The concept of Reengagement also suggests a “historical” reward beyond history itself. It makes the study of history an important “hands-on” tool for acquiring culturally mature capacities. Just as bridging polarities or deeply engaging the complexities of intelligence can bring us closer to culturally mature sensibility, so, too, can a sufficiently deep engagement with where we have come from. Each provides a way to make contact with the fullness of our creative complexity.
A way I’ve personally drawn on history in this sense helps link these reflections. Its inspiration came from a series of college classes that introduced me to music from around the world. While today it is not uncommon to hear music from far flung parts of the planet, back then this was a rare and special experience—each morning, with other students, listening to sounds that we’d never before encountered, but that were deeply rooted in time and culture.
What I heard greatly moved me and provided many insights important to the later development of Creative Systems Theory.
When I directed the Institute for Creative Development during its brick-and-mortar years, once each year I did a presentation that drew on those insights—what I called “An Evolutionary History of Music.”
Over the course of a day, I played music from each of culture’s creative stages and through story, description, and dance engaged people in the underlying sensibilities of each stage. It became an anticipated event.

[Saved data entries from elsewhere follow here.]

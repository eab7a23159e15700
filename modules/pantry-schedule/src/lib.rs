//! Schedule parsing and timezone-aware availability for food-distribution locations.

pub mod calculator;
pub mod error;
pub mod format;
pub mod parser;
pub mod types;

pub use calculator::*;
pub use error::ScheduleError;
pub use format::*;
pub use parser::*;
pub use types::*;
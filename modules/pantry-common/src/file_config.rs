use anyhow::{Context, Result};
use serde::Deserialize;
use std::path::Path;

use crate::region::RegionConfig;

/// TOML-backed configuration loaded from disk.
///
/// ```toml
/// default_region = "tucson"
///
/// [[regions]]
/// id = "tucson"
/// name = "Tucson"
/// timezone = "America/Phoenix"
/// default_center = { lat = 32.2226, lng = -110.9747 }
/// ```
#[derive(Debug, Clone, Default, Deserialize)]
#[serde(deny_unknown_fields)]
pub struct FileConfig {
    #[serde(default)]
    pub default_region: Option<String>,
    #[serde(default)]
    pub regions: Vec<RegionConfig>,
}

/// Parse TOML config text. Every region's timezone must be a known IANA zone.
pub fn parse_config(content: &str) -> Result<FileConfig> {
    let config: FileConfig = toml::from_str(content).context("Failed to parse config TOML")?;
    for region in &config.regions {
        region
            .tz()
            .with_context(|| format!("Region {} has an invalid timezone", region.id))?;
    }
    Ok(config)
}

/// Load and parse a TOML config file.
pub fn load_config(path: &Path) -> Result<FileConfig> {
    let content = std::fs::read_to_string(path)
        .with_context(|| format!("Failed to read config file: {}", path.display()))?;
    parse_config(&content).with_context(|| format!("Failed to load config file: {}", path.display()))
}

#[cfg(test)]
mod tests {
    use super::*;

    #[test]
    fn parses_regions() {
        let config = parse_config(
            r#"
default_region = "tucson"

[[regions]]
id = "tucson"
name = "Tucson"
timezone = "America/Phoenix"
default_center = { lat = 32.2226, lng = -110.9747 }
"#,
        )
        .unwrap();
        assert_eq!(config.default_region.as_deref(), Some("tucson"));
        assert_eq!(config.regions.len(), 1);
        assert_eq!(config.regions[0].timezone, "America/Phoenix");
    }

    #[test]
    fn rejects_bad_timezone() {
        let err = parse_config(
            r#"
[[regions]]
id = "nowhere"
name = "Nowhere"
timezone = "Not/A_Zone"
default_center = { lat = 0.0, lng = 0.0 }
"#,
        );
        assert!(err.is_err());
    }

    #[test]
    fn rejects_unknown_keys() {
        assert!(parse_config("colour = \"blue\"").is_err());
    }
}
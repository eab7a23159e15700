use chrono::{DateTime, TimeDelta, Utc};
use pantry_schedule::AvailabilityStatus;

use crate::display::DisplayLocation;

/// Default number of entries in the "next available" strip.
pub const DEFAULT_TIMELINE_LIMIT: usize = 5;

/// Closed locations only make the strip if they open within this window.
pub const TIMELINE_HORIZON: TimeDelta = TimeDelta::hours(24);

#[derive(Debug, Clone, Copy, PartialEq)]
pub struct UpcomingOpening<'a> {
    pub location: &'a DisplayLocation,
    /// `now` for locations already open
    pub opens_at: DateTime<Utc>,
    /// 0 for locations already open
    pub minutes_until: i64,
}

impl UpcomingOpening<'_> {
    pub fn is_open(&self) -> bool {
        self.minutes_until == 0
    }
}

/// Locations open now or opening within the next day, soonest first.
pub fn upcoming_openings(
    display: &[DisplayLocation],
    now: DateTime<Utc>,
    limit: usize,
) -> Vec<UpcomingOpening<'_>> {
    let horizon = TIMELINE_HORIZON.num_minutes();
    let mut openings: Vec<UpcomingOpening<'_>> = display
        .iter()
        .filter_map(|location| {
            let (opens_at, minutes_until) = match location.availability {
                AvailabilityStatus::Open { .. } => (now, 0),
                AvailabilityStatus::OpeningSoon {
                    opens_at,
                    minutes_until,
                } => (opens_at, i64::from(minutes_until)),
                AvailabilityStatus::Closed {
                    opens_at: Some(opens_at),
                } => {
                    let minutes = (opens_at - now).num_minutes();
                    if minutes <= 0 || minutes > horizon {
                        return None;
                    }
                    (opens_at, minutes)
                }
                AvailabilityStatus::Closed { opens_at: None } | AvailabilityStatus::Unknown => {
                    return None
                }
            };
            Some(UpcomingOpening {
                location,
                opens_at,
                minutes_until,
            })
        })
        .collect();

    openings.sort_by_key(|opening| opening.minutes_until);
    openings.truncate(limit);
    openings
}
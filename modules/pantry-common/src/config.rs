use std::path::PathBuf;

use anyhow::Result;

pub const DEFAULT_DATA_PATH: &str = "data/locations.json";

/// Application configuration loaded from environment variables.
#[derive(Debug, Clone, PartialEq)]
pub struct Config {
    /// Location dataset (JSON array of records)
    pub data_path: PathBuf,
    /// Region id; unknown ids fall back to the default region
    pub region: Option<String>,
    /// Overrides the region's timezone when set
    pub timezone: Option<String>,
    /// Expose dev-only regions
    pub dev_regions: bool,
    /// Optional TOML file with extra regions
    pub config_path: Option<PathBuf>,
}

impl Config {
    /// Load configuration from `FINDER_*` environment variables, reading a
    /// `.env` file first if one exists.
    pub fn from_env() -> Result<Self> {
        dotenvy::dotenv().ok();
        let config = Self::from_vars(|key| std::env::var(key).ok());
        config.log_summary();
        Ok(config)
    }

    /// Build from an arbitrary variable lookup. Blank values count as unset.
    pub fn from_vars(lookup: impl Fn(&str) -> Option<String>) -> Self {
        let var = |key: &str| lookup(key).filter(|v| !v.trim().is_empty());

        Self {
            data_path: var("FINDER_DATA_PATH")
                .map(PathBuf::from)
                .unwrap_or_else(|| PathBuf::from(DEFAULT_DATA_PATH)),
            region: var("FINDER_REGION"),
            timezone: var("FINDER_TIMEZONE"),
            dev_regions: var("FINDER_DEV_REGIONS")
                .map(|v| v.trim().eq_ignore_ascii_case("true"))
                .unwrap_or(false),
            config_path: var("FINDER_CONFIG").map(PathBuf::from),
        }
    }

    pub fn log_summary(&self) {
        fn or_unset(val: &Option<String>) -> &str {
            val.as_deref().unwrap_or("<not set>")
        }

        tracing::info!("Config loaded:");
        tracing::info!("  FINDER_DATA_PATH: {}", self.data_path.display());
        tracing::info!("  FINDER_REGION: {}", or_unset(&self.region));
        tracing::info!("  FINDER_TIMEZONE: {}", or_unset(&self.timezone));
        tracing::info!("  FINDER_DEV_REGIONS: {}", self.dev_regions);
        tracing::info!(
            "  FINDER_CONFIG: {}",
            self.config_path
                .as_ref()
                .map(|p| p.display().to_string())
                .unwrap_or_else(|| "<not set>".to_string())
        );
    }
}

#[cfg(test)]
mod tests {
    use super::*;
    use std::collections::HashMap;

    fn from_map(vars: &[(&str, &str)]) -> Config {
        let vars: HashMap<String, String> = vars
            .iter()
            .map(|(k, v)| (k.to_string(), v.to_string()))
            .collect();
        Config::from_vars(|key| vars.get(key).cloned())
    }

    #[test]
    fn defaults_when_nothing_set() {
        let config = from_map(&[]);
        assert_eq!(config.data_path, PathBuf::from(DEFAULT_DATA_PATH));
        assert!(config.region.is_none());
        assert!(config.timezone.is_none());
        assert!(!config.dev_regions);
        assert!(config.config_path.is_none());
    }

    #[test]
    fn reads_all_vars() {
        let config = from_map(&[
            ("FINDER_DATA_PATH", "/srv/pantry/locations.json"),
            ("FINDER_REGION", "houston"),
            ("FINDER_TIMEZONE", "America/Chicago"),
            ("FINDER_DEV_REGIONS", "TRUE"),
            ("FINDER_CONFIG", "finder.toml"),
        ]);
        assert_eq!(config.data_path, PathBuf::from("/srv/pantry/locations.json"));
        assert_eq!(config.region.as_deref(), Some("houston"));
        assert_eq!(config.timezone.as_deref(), Some("America/Chicago"));
        assert!(config.dev_regions);
        assert_eq!(config.config_path, Some(PathBuf::from("finder.toml")));
    }

    #[test]
    fn blank_values_are_unset() {
        let config = from_map(&[("FINDER_REGION", "  "), ("FINDER_DEV_REGIONS", "yes")]);
        assert!(config.region.is_none());
        assert!(!config.dev_regions);
    }
}
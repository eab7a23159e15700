//! Turns raw location schedule fields into a [`SchedulePattern`].
//!
//! Every function here returns `None` on unparseable input rather than an
//! error; [`parse_schedule`] falls back weekly → special → unknown so that
//! every input yields some pattern.

use std::collections::BTreeMap;
use std::sync::LazyLock;

use chrono::Weekday;
use regex::Regex;
use tracing::debug;

use crate::types::{
    weekday_key, SchedulePattern, SpecialPattern, TimeOfDay, TimeRange, WeeklySchedule, WEEKDAYS,
};

/// Raw text stored for a location whose schedule text is empty.
pub const SCHEDULE_NOT_AVAILABLE: &str = "Schedule not available";

static TIME_OF_DAY_RE: LazyLock<Regex> = LazyLock::new(|| {
    Regex::new(r"^(\d{1,2})(?::(\d{2}))?\s*(am|pm|a\.m\.|p\.m\.)?$").unwrap()
});
static RANGE_SEPARATOR_RE: LazyLock<Regex> = LazyLock::new(|| Regex::new(r"\s*[-–—]\s*").unwrap());
static ORDINAL_WEEKDAY_RE: LazyLock<Regex> = LazyLock::new(|| {
    Regex::new(
        r"(?i)(\d+(?:st|nd|rd|th))(?:\s*(?:and|&|,)\s*(\d+(?:st|nd|rd|th)))?(?:\s*(?:and|&|,)\s*(\d+(?:st|nd|rd|th)))?\s+(sunday|monday|tuesday|wednesday|thursday|friday|saturday|sun|mon|tues|tue|wed|thurs|thur|thu|fri|sat)",
    )
    .unwrap()
});
static ORDINAL_RE: LazyLock<Regex> =
    LazyLock::new(|| Regex::new(r"(?i)^(\d+)(?:st|nd|rd|th)$").unwrap());
static EMBEDDED_RANGE_RE: LazyLock<Regex> = LazyLock::new(|| {
    Regex::new(
        r"(?i)(\d{1,2}(?::\d{2})?\s*(?:am|pm|a\.m\.|p\.m\.)?)\s*[-–—]\s*(\d{1,2}(?::\d{2})?\s*(?:am|pm|a\.m\.|p\.m\.)?)",
    )
    .unwrap()
});

/// Window used for a special pattern whose text names no parseable hours.
pub fn default_special_range() -> TimeRange {
    TimeRange {
        open: TimeOfDay::new(9, 0).unwrap_or(TimeOfDay::MIDNIGHT),
        close: TimeOfDay::new(12, 0).unwrap_or(TimeOfDay::MIDNIGHT),
    }
}

/// Parse `"9"`, `"9:00"`, `"9:00 AM"`, `"14:00"`, `"9 am"` or `"9:00 a.m."`.
pub fn parse_time_of_day(text: &str) -> Option<TimeOfDay> {
    let cleaned = text.trim().to_lowercase();
    let caps = TIME_OF_DAY_RE.captures(&cleaned)?;

    let mut hour: u8 = caps[1].parse().ok()?;
    let minute: u8 = match caps.get(2) {
        Some(m) => m.as_str().parse().ok()?,
        None => 0,
    };
    let period = caps.get(3).map(|p| p.as_str().replace('.', ""));

    match period.as_deref() {
        Some("pm") if hour < 12 => hour += 12,
        Some("am") if hour == 12 => hour = 0,
        _ => {}
    }

    TimeOfDay::new(hour, minute)
}

/// Parse `"9:00 - 12:00"` or `"9 AM – 2 PM"`. Only the first comma-separated
/// range is kept.
pub fn parse_time_range(text: &str) -> Option<TimeRange> {
    let first = text.split(',').next()?.trim();
    if first.is_empty() {
        return None;
    }

    let parts: Vec<&str> = RANGE_SEPARATOR_RE.split(first).collect();
    let [open, close] = parts.as_slice() else {
        return None;
    };

    Some(TimeRange {
        open: parse_time_of_day(open)?,
        close: parse_time_of_day(close)?,
    })
}

/// Parse each weekday column independently. Missing or empty columns are closed.
pub fn parse_weekly_schedule(day_fields: &BTreeMap<String, String>) -> WeeklySchedule {
    let mut schedule = WeeklySchedule::default();
    for weekday in WEEKDAYS {
        let range = day_fields
            .get(weekday_key(weekday))
            .and_then(|text| parse_time_range(text));
        schedule.set(weekday, range);
    }
    schedule
}

pub fn has_weekly_hours(schedule: &WeeklySchedule) -> bool {
    schedule.has_hours()
}

fn parse_weekday_name(name: &str) -> Option<Weekday> {
    match name.to_lowercase().as_str() {
        "sunday" | "sun" => Some(Weekday::Sun),
        "monday" | "mon" => Some(Weekday::Mon),
        "tuesday" | "tue" | "tues" => Some(Weekday::Tue),
        "wednesday" | "wed" => Some(Weekday::Wed),
        "thursday" | "thu" | "thur" | "thurs" => Some(Weekday::Thu),
        "friday" | "fri" => Some(Weekday::Fri),
        "saturday" | "sat" => Some(Weekday::Sat),
        _ => None,
    }
}

/// `"3rd"` → 3. Values outside 1..=5 are rejected.
fn parse_ordinal(token: &str) -> Option<u8> {
    let caps = ORDINAL_RE.captures(token)?;
    let n: u8 = caps[1].parse().ok()?;
    (1..=5).contains(&n).then_some(n)
}

/// Parse text like "1st and 3rd Wednesday of the month from 12:00 - 2:00 p.m.".
pub fn parse_special_pattern(text: &str) -> Option<SpecialPattern> {
    let caps = ORDINAL_WEEKDAY_RE.captures(text)?;

    let occurrences: Vec<u8> = [caps.get(1), caps.get(2), caps.get(3)]
        .into_iter()
        .flatten()
        .filter_map(|m| parse_ordinal(m.as_str()))
        .collect();
    let weekday = parse_weekday_name(&caps[4])?;

    let time_range = EMBEDDED_RANGE_RE
        .captures(text)
        .and_then(|range| parse_time_range(&format!("{} - {}", &range[1], &range[2])))
        .unwrap_or_else(default_special_range);

    SpecialPattern::new(weekday, occurrences, time_range)
}

/// Pick the schedule representation for one location.
///
/// Day columns win whenever any of them has hours, even if `text` also
/// describes a special pattern.
pub fn parse_schedule(text: &str, day_fields: &BTreeMap<String, String>) -> SchedulePattern {
    let schedule = parse_weekly_schedule(day_fields);
    if schedule.has_hours() {
        return SchedulePattern::Weekly { schedule };
    }

    if !text.trim().is_empty() {
        if let Some(pattern) = parse_special_pattern(text) {
            return SchedulePattern::Special { pattern };
        }
        debug!(text, "Schedule text matched no known pattern");
    }

    let raw_text = if text.is_empty() {
        SCHEDULE_NOT_AVAILABLE.to_string()
    } else {
        text.to_string()
    };
    SchedulePattern::Unknown { raw_text }
}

My intent in doing this elaborate and lengthy presentation was to involve people in history in a way that might help dissolve the amnesias that have protected us from our full creative natures, and, in this way, to support culturally mature understanding more broadly. Participants described the experience as bringing history alive in ways they had rarely felt. They also found that it gave them some of the most powerful and immediate appreciation for the larger—whole-box-of-crayons—complexities on which future human understanding and choice must be based.